早期離職者2019に向けたインタビューを週に数人のペースで進めています。

まだ集計・分析の段階には入っていませんので、過去との比較や早期離職者の傾向について明確なことは言えませんが、今回のインタビューでは以前に比べ「就活時に会社の理念に共感して入った」という方が多くなった印象があります。

 

最初に早期離職者インタビューを始めた2012年頃(08~12卒中心にインタビュー)の入社理由は「大手だったから」「人事の人が魅力的だった」「この業界に行きたいと思っていた」「地元だから」などが多かった気がします。今回のインタビューでも同様の声は数多く聞かれますが、先ほども書いた「会社の理念に共感した」という声も少なくありません。

 

理念採用って何?

 

新卒採用において福利厚生やネームバリューで大手企業と比べたらベンチャーや中小企業に勝ち目はありません。そこでベンチャー企業などが採用時に行うのが理念採用です。
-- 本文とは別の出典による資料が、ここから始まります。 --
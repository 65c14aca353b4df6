//! Swiss pairing and scoring engine.
//!
//! Pure, synchronous operations over a caller-supplied [`Section`]:
//!
//! - **pair**: produce the next round's pairings with color assignments
//! - **apply**: record or correct a game result
//! - **overrides**: director edits on a single pairing
//! - **roster**: registration and withdrawal
//!
//! The engine does no I/O and never logs; every failure is returned as a
//! typed [`EngineError`] and a failed call leaves the Section unchanged.
//! Given identical input, pairing is deterministic across platforms: all
//! orderings below are total and no floating-point values are compared.

mod apply;
mod color;
mod groups;
mod overrides;
mod pair;
mod roster;

pub use apply::apply_result;
pub use color::assign_colors;
pub use overrides::{td_force_color, td_replace, td_swap};
pub use pair::pair_next_round;
pub use roster::{register_player, withdraw_player};

use thiserror::Error;

use crate::models::{Player, PlayerId, Section};

/// Roster lookup that promotes a dangling reference to [`EngineError::PlayerMissing`].
pub(crate) fn player_or_missing<'a>(
    section: &'a Section,
    id: &PlayerId,
) -> Result<&'a Player, EngineError> {
    section
        .player(id)
        .ok_or_else(|| EngineError::PlayerMissing(id.clone()))
}

/// Errors returned by engine operations.
#[derive(Debug, Clone, PartialEq, Eq, Error)]
pub enum EngineError {
    #[error("invalid result token: {0:?}")]
    InvalidResultToken(String),

    #[error("unknown player id: {0}")]
    UnknownPlayerId(PlayerId),

    #[error("section is not locked")]
    SectionNotLocked,

    #[error("section is locked; the roster is frozen")]
    SectionLocked,

    #[error("all {0} planned rounds have been started")]
    AllRoundsStarted(u32),

    #[error("round {0} not found")]
    RoundNotFound(u32),

    #[error("board {board} not found in round {round}")]
    BoardNotFound { round: u32, board: u32 },

    #[error("player {0} is paired but missing from the roster")]
    PlayerMissing(PlayerId),

    #[error("duplicate player: {0}")]
    DuplicatePlayer(String),

    #[error("pairing state corrupt: {0}")]
    PairingStateCorrupt(String),
}
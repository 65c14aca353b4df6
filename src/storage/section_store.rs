//! Section snapshot persistence.

use std::fs::{self, File};
use std::io::{BufWriter, Write};
use std::path::PathBuf;

use tracing::{debug, info};

use crate::models::Section;

use super::{StorageConfig, StorageError};

/// Reads and writes section snapshots as pretty-printed JSON files.
pub struct SectionStore {
    dir: PathBuf,
}

impl SectionStore {
    /// Create a store rooted at the configured sections directory.
    pub fn new(config: &StorageConfig) -> Self {
        Self {
            dir: config.sections_dir(),
        }
    }

    /// File path for a section name.
    fn path_for(&self, name: &str) -> PathBuf {
        self.dir.join(format!("{}.json", file_stem(name)))
    }

    /// Whether a snapshot exists for this section name.
    pub fn exists(&self, name: &str) -> bool {
        self.path_for(name).exists()
    }

    /// Write a section snapshot, replacing any previous one.
    pub fn save(&self, section: &Section) -> Result<(), StorageError> {
        fs::create_dir_all(&self.dir)?;

        let path = self.path_for(&section.name);
        let file = File::create(&path)?;
        let mut writer = BufWriter::new(file);
        serde_json::to_writer_pretty(&mut writer, section)?;
        writer.flush()?;

        debug!("Saved section {:?} to {:?}", section.name, path);
        Ok(())
    }

    /// Load a section snapshot by name.
    pub fn load(&self, name: &str) -> Result<Section, StorageError> {
        let path = self.path_for(name);
        if !path.exists() {
            return Err(StorageError::SectionNotFound(name.to_string()));
        }

        let contents = fs::read_to_string(&path)?;
        let section = serde_json::from_str(&contents)?;

        debug!("Loaded section {:?} from {:?}", name, path);
        Ok(section)
    }

    /// List stored section file stems, sorted.
    pub fn list(&self) -> Result<Vec<String>, StorageError> {
        if !self.dir.exists() {
            return Ok(Vec::new());
        }

        let mut names = Vec::new();
        for entry in fs::read_dir(&self.dir)? {
            let path = entry?.path();
            if path.extension().and_then(|e| e.to_str()) == Some("json") {
                if let Some(stem) = path.file_stem().and_then(|s| s.to_str()) {
                    names.push(stem.to_string());
                }
            }
        }
        names.sort();

        info!("Found {} stored sections", names.len());
        Ok(names)
    }

    /// Delete a section snapshot.
    pub fn remove(&self, name: &str) -> Result<(), StorageError> {
        let path = self.path_for(name);
        if !path.exists() {
            return Err(StorageError::SectionNotFound(name.to_string()));
        }
        fs::remove_file(path)?;
        Ok(())
    }
}

/// Filesystem-safe stem for a section name.
fn file_stem(name: &str) -> String {
    name.chars()
        .map(|c| {
            if c.is_ascii_alphanumeric() || c == '-' || c == '_' {
                c
            } else {
                '-'
            }
        })
        .collect::<String>()
        .to_lowercase()
}
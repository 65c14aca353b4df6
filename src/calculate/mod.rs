//! Tiebreak computation and standings.
//!
//! Computes the ordering measures from stored results:
//! - Buchholz (Solkoff): sum of opponents' current scores
//! - Modified Median: Buchholz without the best and worst opponent
//! - Sonneborn-Berger: opponents' scores weighted by the result achieved
//! - Cumulative: sum of the running score after each round
//!
//! All measures are recomputed on demand from the Section; nothing is
//! cached between calls.

use std::cmp::Ordering;

use serde::{Deserialize, Serialize};

use crate::models::{Player, PlayerId, Points, Section};

/// The four tiebreak measures, in comparison order.
#[derive(Debug, Clone, Copy, Default, PartialEq, Serialize, Deserialize)]
pub struct Tiebreaks {
    pub buchholz: Points,
    pub median: Points,
    pub sonneborn_berger: Points,
    pub cumulative: Points,
}

/// One row of the final standings.
#[derive(Debug, Clone, PartialEq, Serialize)]
pub struct StandingRow {
    pub rank: u32,
    pub player_id: PlayerId,
    pub name: String,
    pub rating: u32,
    pub score: Points,
    pub tiebreaks: Tiebreaks,
}

/// Compute the tiebreaks for one player from current Section state.
///
/// Bye rows contribute to no measure except Cumulative. Withdrawn
/// opponents drop out of the Buchholz family but still count for
/// Sonneborn-Berger, whose weights reflect games actually won or drawn.
pub fn tiebreaks_for(section: &Section, player: &Player) -> Tiebreaks {
    let mut opponent_scores: Vec<Points> = Vec::new();
    let mut sonneborn_berger = Points::ZERO;

    for record in &player.results {
        if record.is_bye {
            continue;
        }
        let Some(opponent_id) = &record.opponent_id else {
            continue;
        };
        let Some(opponent) = section.player(opponent_id) else {
            continue;
        };

        if record.points == Points::ONE {
            sonneborn_berger += opponent.score;
        } else if record.points == Points::HALF {
            sonneborn_berger += opponent.score.halved();
        }

        if opponent.withdrawn {
            continue;
        }
        opponent_scores.push(opponent.score);
    }

    let buchholz: Points = opponent_scores.iter().copied().sum();
    let median = if opponent_scores.len() > 2 {
        let best = opponent_scores.iter().copied().max().unwrap_or(Points::ZERO);
        let worst = opponent_scores.iter().copied().min().unwrap_or(Points::ZERO);
        buchholz - best - worst
    } else {
        buchholz
    };

    let mut by_round = player.results.clone();
    by_round.sort_by_key(|r| r.round);
    let mut running = Points::ZERO;
    let mut cumulative = Points::ZERO;
    for record in &by_round {
        running += record.points;
        cumulative += running;
    }

    Tiebreaks {
        buchholz,
        median,
        sonneborn_berger,
        cumulative,
    }
}

/// Head-to-head comparison: `Less` when `a` beat `b`.
///
/// The first decisive meeting in `a`'s history decides; draws are neutral.
fn direct_encounter(a: &Player, b: &Player) -> Ordering {
    for record in &a.results {
        if record.is_bye {
            continue;
        }
        if record.opponent_id.as_ref() == Some(&b.id) {
            if record.points == Points::ONE {
                return Ordering::Less;
            }
            if record.points == Points::ZERO {
                return Ordering::Greater;
            }
        }
    }
    Ordering::Equal
}

/// Rank the non-withdrawn roster.
///
/// Descending-better lexicographic order: score, Buchholz, Median,
/// Sonneborn-Berger, direct encounter, Cumulative, rating, then name
/// ascending. Names are unique per section, so the order is total.
pub fn compute_standings(section: &Section) -> Vec<StandingRow> {
    let mut entries: Vec<(&Player, Tiebreaks)> = section
        .players
        .iter()
        .filter(|p| !p.withdrawn)
        .map(|p| (p, tiebreaks_for(section, p)))
        .collect();

    entries.sort_by(|(pa, ta), (pb, tb)| {
        pb.score
            .cmp(&pa.score)
            .then_with(|| tb.buchholz.cmp(&ta.buchholz))
            .then_with(|| tb.median.cmp(&ta.median))
            .then_with(|| tb.sonneborn_berger.cmp(&ta.sonneborn_berger))
            .then_with(|| direct_encounter(pa, pb))
            .then_with(|| tb.cumulative.cmp(&ta.cumulative))
            .then_with(|| pb.rating.cmp(&pa.rating))
            .then_with(|| pa.name.cmp(&pb.name))
    });

    entries
        .into_iter()
        .enumerate()
        .map(|(i, (player, tiebreaks))| StandingRow {
            rank: i as u32 + 1,
            player_id: player.id.clone(),
            name: player.name.clone(),
            rating: player.rating,
            score: player.score,
            tiebreaks,
        })
        .collect()
}
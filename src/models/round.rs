//! Rounds - ordered sequences of board pairings.

use serde::{Deserialize, Serialize};

use super::Pairing;

/// One round of the tournament.
#[derive(Debug, Clone, PartialEq, Serialize, Deserialize)]
pub struct Round {
    /// 1-based round number, equal to the round's position in the section
    pub number: u32,

    /// Pairings in board order
    #[serde(default)]
    pub pairings: Vec<Pairing>,
}

impl Round {
    /// Create an empty round.
    pub fn new(number: u32) -> Self {
        Self {
            number,
            pairings: Vec::new(),
        }
    }

    /// Look up a pairing by board number.
    pub fn board(&self, board: u32) -> Option<&Pairing> {
        self.pairings.iter().find(|p| p.board == board)
    }

    /// Mutable lookup by board number.
    pub fn board_mut(&mut self, board: u32) -> Option<&mut Pairing> {
        self.pairings.iter_mut().find(|p| p.board == board)
    }
}
//! # Swiss Pairer
//!
//! A Swiss-system chess tournament manager core: pairing, scoring,
//! tiebreaks, and director overrides, independent of any front-end.
//!
//! ## Architecture
//!
//! - **models**: Core data structures (sections, players, rounds, pairings)
//! - **engine**: Pairing, result application, roster ops, director edits
//! - **calculate**: Tiebreaks and standings computation
//! - **storage**: Section snapshot persistence
//! - **config**: Configuration loading and validation

pub mod calculate;
pub mod config;
pub mod engine;
pub mod models;
pub mod storage;

pub use models::*;
//! Director override edits on a single pairing.
//!
//! These edit who sits where on a board; they never touch scores or
//! history. `colors`/`opponents` arrays record what was actually played,
//! so an override before a result simply changes who the eventual result
//! will credit.

use crate::models::{Color, Pairing, PlayerId, Section};

use super::EngineError;

fn pairing_mut<'a>(
    section: &'a mut Section,
    round_number: u32,
    board: u32,
) -> Result<&'a mut Pairing, EngineError> {
    let round = section
        .round_mut(round_number)
        .ok_or(EngineError::RoundNotFound(round_number))?;
    round.board_mut(board).ok_or(EngineError::BoardNotFound {
        round: round_number,
        board,
    })
}

/// Exchange the two sides of a board.
pub fn td_swap(section: &mut Section, round_number: u32, board: u32) -> Result<(), EngineError> {
    let pairing = pairing_mut(section, round_number, board)?;
    match pairing.black_id.take() {
        Some(black) => {
            let old_white = std::mem::replace(&mut pairing.white_id, black);
            pairing.black_id = Some(old_white);
            pairing.push_note("colors swapped");
            Ok(())
        }
        None => Err(EngineError::PairingStateCorrupt(
            "cannot swap colors on a bye".to_string(),
        )),
    }
}

/// Put `new_player_id` on one side of a board.
pub fn td_replace(
    section: &mut Section,
    round_number: u32,
    board: u32,
    side: Color,
    new_player_id: PlayerId,
) -> Result<(), EngineError> {
    if section.player(&new_player_id).is_none() {
        return Err(EngineError::UnknownPlayerId(new_player_id));
    }

    let pairing = pairing_mut(section, round_number, board)?;
    match side {
        Color::White => {
            let note = format!("white replaced: {} -> {}", pairing.white_id, new_player_id);
            pairing.white_id = new_player_id;
            pairing.push_note(&note);
        }
        Color::Black => {
            let old = pairing.black_id.as_ref().ok_or_else(|| {
                EngineError::PairingStateCorrupt("cannot replace black on a bye".to_string())
            })?;
            let note = format!("black replaced: {} -> {}", old, new_player_id);
            pairing.black_id = Some(new_player_id);
            pairing.push_note(&note);
        }
    }
    Ok(())
}

/// Ensure `white_player_id` holds White on a board, swapping if needed.
pub fn td_force_color(
    section: &mut Section,
    round_number: u32,
    board: u32,
    white_player_id: PlayerId,
) -> Result<(), EngineError> {
    if section.player(&white_player_id).is_none() {
        return Err(EngineError::UnknownPlayerId(white_player_id));
    }

    let pairing = pairing_mut(section, round_number, board)?;

    if pairing.white_id == white_player_id {
        return Ok(());
    }
    if pairing.black_id.as_ref() != Some(&white_player_id) {
        return Err(EngineError::PairingStateCorrupt(format!(
            "player {} is not on board {} of round {}",
            white_player_id, board, round_number
        )));
    }

    pairing.black_id = Some(std::mem::replace(&mut pairing.white_id, white_player_id));
    let note = format!("white forced: {}", pairing.white_id);
    pairing.push_note(&note);
    Ok(())
}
会社の理念、存在理由、目指す社会の姿を語り、「その実現のために一緒に働きませんか?」と口説くわけです。

 

やりがい搾取なんて言葉もありますが、個人的には理念採用そのものは悪いものではないと思います。人によって働くときに重視するポイントは違うからです。福利厚生や給料などを重視する人もいれば、働く企業の理念を重視する人、職種や業種にこだわる人もいるでしょう。それぞれが重視するポイントに基づいて企業選びをできるのが就職活動の大きな特徴なので、理念を重視する学生に対して自社の理念を伝えることは悪いことではないし、中小企業なのに福利厚生をひたすらアピールする会社よりは効率的な採用だと思います。

 

理念に共感した社員が辞めていく理由

 

理念に共感して入社してきた新入社員が辞める理由はなんでしょうか。

やっぱりこの理念は違うと思ったからでしょうか。

 

私がインタビューをする中で多く聞いたのは「採用のときは理念と言っているけど、仕事中はとにかく売上、利益の話しばかりで理念の話しは一つも出てこなかった」というケースです。

採用時にはあれだけ理念を語っていたのに、配属されて上司から言われる言葉は「今月の売上目標」のことばかり。理念の話しが出てくるのは年に数回。確かにこんな状況では理念への共感度が高い社員ほど辞めたくなってしまいそうです。

 

新卒社員と中途社員との溝

 

同じようなケースで新入社員が「中途社員へ違和感を覚えた」という話しもよく聞きます。新入社員は理念に共感した入社したのに、中途採用の管理職は理念へは無頓着。そもそも転職理由も理念への共感ではなくて「今伸びてる会社で給料もアップするから」なので理念なんて頭にありません。企業が急激に成長する中で中途採用で人員拡大をしている場合、即戦力で実績を残す中途社員の意識と、理念に共感して入社してきた新入社員との間に大きなギャップが生じているのです。

 

理念採用をするならやり切る覚悟が必要

 

理念採用そのものを否定するつもりはありませんが、口では理念が大切と言いながら、経営陣の言動が「今は利益の方が大切」「今は理念が大切」と場合によってぶれているケースでは、いつか社員にも見透かされます。

また、新卒は理念採用だけど中途は条件面を訴求して採用というケースもあります。中途採用の方が家族を持っているケースや前職の収入など、新卒よりも働く条件にシビアになる面は仕方がない部分もありますが、理念採用をするなら中途採用であっても理念の理解と共感は必須条件にすべきです。

 

福利厚生を充実させるよりも理念採用の方がお金もかからないから、なんて理由で採用している会社は、どれだけ業績が良くて採用がうまくいっていたとしても「やりがい搾取」と言われても仕方ありませんし、遅かれ早かれ淘汰されていくと思います。